» **EXERCISE MATERIALS**:
»»
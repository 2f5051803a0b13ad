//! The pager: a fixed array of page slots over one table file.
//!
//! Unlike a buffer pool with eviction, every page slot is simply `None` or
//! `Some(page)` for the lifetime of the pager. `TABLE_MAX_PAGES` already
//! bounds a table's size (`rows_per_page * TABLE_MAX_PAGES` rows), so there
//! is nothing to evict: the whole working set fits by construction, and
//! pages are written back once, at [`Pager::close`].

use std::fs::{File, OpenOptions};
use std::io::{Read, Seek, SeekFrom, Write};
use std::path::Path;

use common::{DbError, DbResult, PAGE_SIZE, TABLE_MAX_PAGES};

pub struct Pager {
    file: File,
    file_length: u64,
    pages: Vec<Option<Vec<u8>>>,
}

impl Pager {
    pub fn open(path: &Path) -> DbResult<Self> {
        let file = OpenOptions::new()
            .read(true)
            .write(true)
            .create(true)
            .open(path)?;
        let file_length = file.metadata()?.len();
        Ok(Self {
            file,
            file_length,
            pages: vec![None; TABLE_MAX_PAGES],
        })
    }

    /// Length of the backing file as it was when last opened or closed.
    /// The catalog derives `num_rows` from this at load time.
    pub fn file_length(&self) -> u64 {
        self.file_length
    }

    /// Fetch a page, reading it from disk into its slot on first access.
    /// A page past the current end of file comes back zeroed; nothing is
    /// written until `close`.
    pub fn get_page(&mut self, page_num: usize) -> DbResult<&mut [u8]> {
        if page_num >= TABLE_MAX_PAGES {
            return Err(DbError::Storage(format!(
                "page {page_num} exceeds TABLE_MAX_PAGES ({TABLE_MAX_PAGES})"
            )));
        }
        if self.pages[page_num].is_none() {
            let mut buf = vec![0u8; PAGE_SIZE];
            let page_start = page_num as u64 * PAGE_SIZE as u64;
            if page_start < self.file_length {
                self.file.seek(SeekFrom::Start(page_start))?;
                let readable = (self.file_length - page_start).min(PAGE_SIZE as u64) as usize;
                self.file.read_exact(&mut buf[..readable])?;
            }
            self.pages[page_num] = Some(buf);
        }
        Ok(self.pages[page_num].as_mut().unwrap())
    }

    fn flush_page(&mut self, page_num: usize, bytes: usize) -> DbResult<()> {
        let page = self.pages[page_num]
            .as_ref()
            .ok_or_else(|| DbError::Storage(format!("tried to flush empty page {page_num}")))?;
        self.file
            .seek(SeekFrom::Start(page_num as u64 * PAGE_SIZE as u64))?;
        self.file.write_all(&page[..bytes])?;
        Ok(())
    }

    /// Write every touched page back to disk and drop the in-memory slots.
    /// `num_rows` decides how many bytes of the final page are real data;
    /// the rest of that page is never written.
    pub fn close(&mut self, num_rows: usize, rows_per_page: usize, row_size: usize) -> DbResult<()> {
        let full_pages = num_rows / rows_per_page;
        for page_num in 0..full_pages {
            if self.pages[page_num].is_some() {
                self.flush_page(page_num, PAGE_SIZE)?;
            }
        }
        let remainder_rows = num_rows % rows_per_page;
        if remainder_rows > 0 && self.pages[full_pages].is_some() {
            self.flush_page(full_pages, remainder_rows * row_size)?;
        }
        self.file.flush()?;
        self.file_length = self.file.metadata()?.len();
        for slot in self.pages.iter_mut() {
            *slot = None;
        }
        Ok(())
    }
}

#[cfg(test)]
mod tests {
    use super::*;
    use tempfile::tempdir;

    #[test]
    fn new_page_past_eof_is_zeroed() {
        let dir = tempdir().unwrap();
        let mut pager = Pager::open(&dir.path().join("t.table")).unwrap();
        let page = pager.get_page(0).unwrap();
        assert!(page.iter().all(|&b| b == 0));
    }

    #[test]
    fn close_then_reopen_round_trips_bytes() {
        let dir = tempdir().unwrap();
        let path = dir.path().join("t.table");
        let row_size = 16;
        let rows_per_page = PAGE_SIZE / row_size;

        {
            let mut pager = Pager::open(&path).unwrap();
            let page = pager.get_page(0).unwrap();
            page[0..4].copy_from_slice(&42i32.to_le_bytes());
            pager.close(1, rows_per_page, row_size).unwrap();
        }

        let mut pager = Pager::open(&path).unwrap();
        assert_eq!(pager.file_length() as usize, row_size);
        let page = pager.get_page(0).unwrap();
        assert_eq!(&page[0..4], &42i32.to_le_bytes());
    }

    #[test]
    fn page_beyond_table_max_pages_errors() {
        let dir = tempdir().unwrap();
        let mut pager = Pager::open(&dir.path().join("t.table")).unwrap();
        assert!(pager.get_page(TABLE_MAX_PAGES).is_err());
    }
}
««
»»
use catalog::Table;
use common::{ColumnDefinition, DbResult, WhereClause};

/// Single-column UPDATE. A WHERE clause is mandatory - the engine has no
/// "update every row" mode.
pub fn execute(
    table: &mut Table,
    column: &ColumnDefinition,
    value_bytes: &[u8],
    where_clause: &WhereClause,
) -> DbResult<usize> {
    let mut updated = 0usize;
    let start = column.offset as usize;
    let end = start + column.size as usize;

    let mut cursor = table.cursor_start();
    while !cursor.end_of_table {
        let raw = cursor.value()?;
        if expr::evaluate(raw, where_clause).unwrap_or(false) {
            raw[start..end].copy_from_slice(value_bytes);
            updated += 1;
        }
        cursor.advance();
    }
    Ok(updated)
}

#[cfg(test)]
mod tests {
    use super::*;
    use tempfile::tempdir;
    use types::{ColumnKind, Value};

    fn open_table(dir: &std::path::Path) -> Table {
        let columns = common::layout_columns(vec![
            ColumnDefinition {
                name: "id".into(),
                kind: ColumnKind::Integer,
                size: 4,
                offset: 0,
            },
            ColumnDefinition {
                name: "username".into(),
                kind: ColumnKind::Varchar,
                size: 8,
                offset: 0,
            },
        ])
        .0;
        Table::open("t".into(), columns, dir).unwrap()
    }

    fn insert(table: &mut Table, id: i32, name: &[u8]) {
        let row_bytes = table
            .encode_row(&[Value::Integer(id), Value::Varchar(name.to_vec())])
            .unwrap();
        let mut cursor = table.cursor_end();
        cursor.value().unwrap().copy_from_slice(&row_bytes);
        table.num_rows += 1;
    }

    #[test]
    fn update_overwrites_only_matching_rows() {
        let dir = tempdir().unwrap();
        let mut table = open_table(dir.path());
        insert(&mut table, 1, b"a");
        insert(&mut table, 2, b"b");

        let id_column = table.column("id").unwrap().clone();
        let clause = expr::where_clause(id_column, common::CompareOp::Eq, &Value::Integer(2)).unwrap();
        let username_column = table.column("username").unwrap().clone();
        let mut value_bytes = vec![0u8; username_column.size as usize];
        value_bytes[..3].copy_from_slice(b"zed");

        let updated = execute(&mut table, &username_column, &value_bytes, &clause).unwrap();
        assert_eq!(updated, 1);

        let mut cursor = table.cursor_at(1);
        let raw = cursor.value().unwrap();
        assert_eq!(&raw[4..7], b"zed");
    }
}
««
»»
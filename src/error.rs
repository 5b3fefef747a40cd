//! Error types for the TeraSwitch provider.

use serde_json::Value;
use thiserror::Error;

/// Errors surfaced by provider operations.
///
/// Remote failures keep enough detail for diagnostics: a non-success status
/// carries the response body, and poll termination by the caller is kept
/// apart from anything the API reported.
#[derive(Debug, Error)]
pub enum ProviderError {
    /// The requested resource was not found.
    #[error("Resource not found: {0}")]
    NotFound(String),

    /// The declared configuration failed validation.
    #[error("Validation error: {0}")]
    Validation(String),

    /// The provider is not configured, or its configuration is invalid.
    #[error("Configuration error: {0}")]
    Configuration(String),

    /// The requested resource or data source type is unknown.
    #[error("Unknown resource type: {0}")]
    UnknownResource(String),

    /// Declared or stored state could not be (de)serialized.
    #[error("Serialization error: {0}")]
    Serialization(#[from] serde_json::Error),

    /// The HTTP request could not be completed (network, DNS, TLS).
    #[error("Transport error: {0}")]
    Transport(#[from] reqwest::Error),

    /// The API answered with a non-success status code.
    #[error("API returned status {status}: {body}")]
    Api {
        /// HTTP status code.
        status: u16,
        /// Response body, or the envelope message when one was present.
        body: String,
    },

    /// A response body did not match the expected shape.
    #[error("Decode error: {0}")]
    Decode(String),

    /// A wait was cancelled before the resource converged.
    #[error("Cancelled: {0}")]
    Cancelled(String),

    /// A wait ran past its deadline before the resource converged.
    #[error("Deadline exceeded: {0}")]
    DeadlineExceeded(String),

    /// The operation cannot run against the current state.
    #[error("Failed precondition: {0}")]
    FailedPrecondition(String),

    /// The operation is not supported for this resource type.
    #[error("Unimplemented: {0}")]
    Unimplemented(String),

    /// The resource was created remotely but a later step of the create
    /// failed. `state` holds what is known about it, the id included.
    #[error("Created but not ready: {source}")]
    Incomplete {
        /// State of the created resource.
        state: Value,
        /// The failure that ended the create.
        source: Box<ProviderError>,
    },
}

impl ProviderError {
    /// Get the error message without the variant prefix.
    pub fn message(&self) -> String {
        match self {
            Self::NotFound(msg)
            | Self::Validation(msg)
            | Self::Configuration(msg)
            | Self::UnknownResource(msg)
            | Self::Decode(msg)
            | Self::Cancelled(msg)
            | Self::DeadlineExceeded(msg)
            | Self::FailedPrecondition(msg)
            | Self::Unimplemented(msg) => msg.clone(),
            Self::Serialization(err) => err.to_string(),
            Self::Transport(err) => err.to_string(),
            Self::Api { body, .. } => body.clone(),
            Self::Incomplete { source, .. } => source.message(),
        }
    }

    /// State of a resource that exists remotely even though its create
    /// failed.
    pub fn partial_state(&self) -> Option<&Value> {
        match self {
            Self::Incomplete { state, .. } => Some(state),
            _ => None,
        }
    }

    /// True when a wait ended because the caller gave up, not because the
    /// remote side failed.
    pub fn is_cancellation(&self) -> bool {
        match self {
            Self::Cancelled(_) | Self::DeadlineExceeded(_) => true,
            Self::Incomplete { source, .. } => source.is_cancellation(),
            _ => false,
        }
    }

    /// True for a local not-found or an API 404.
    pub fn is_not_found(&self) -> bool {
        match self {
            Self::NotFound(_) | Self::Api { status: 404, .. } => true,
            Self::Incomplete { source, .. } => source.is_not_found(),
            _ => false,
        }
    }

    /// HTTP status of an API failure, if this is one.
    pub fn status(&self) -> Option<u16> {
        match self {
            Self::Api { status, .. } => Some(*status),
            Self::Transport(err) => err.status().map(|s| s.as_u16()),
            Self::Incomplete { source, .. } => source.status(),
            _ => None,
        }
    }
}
««
» **ASSIGNED TASK**:
Identify and extract each line of the listing that contains "Serialization".

» **SOLVED EXERCISE**:
    #[error("Serialization error: {0}")]
    Serialization(#[from] serde_json::Error),
            Self::Serialization(err) => err.to_string(),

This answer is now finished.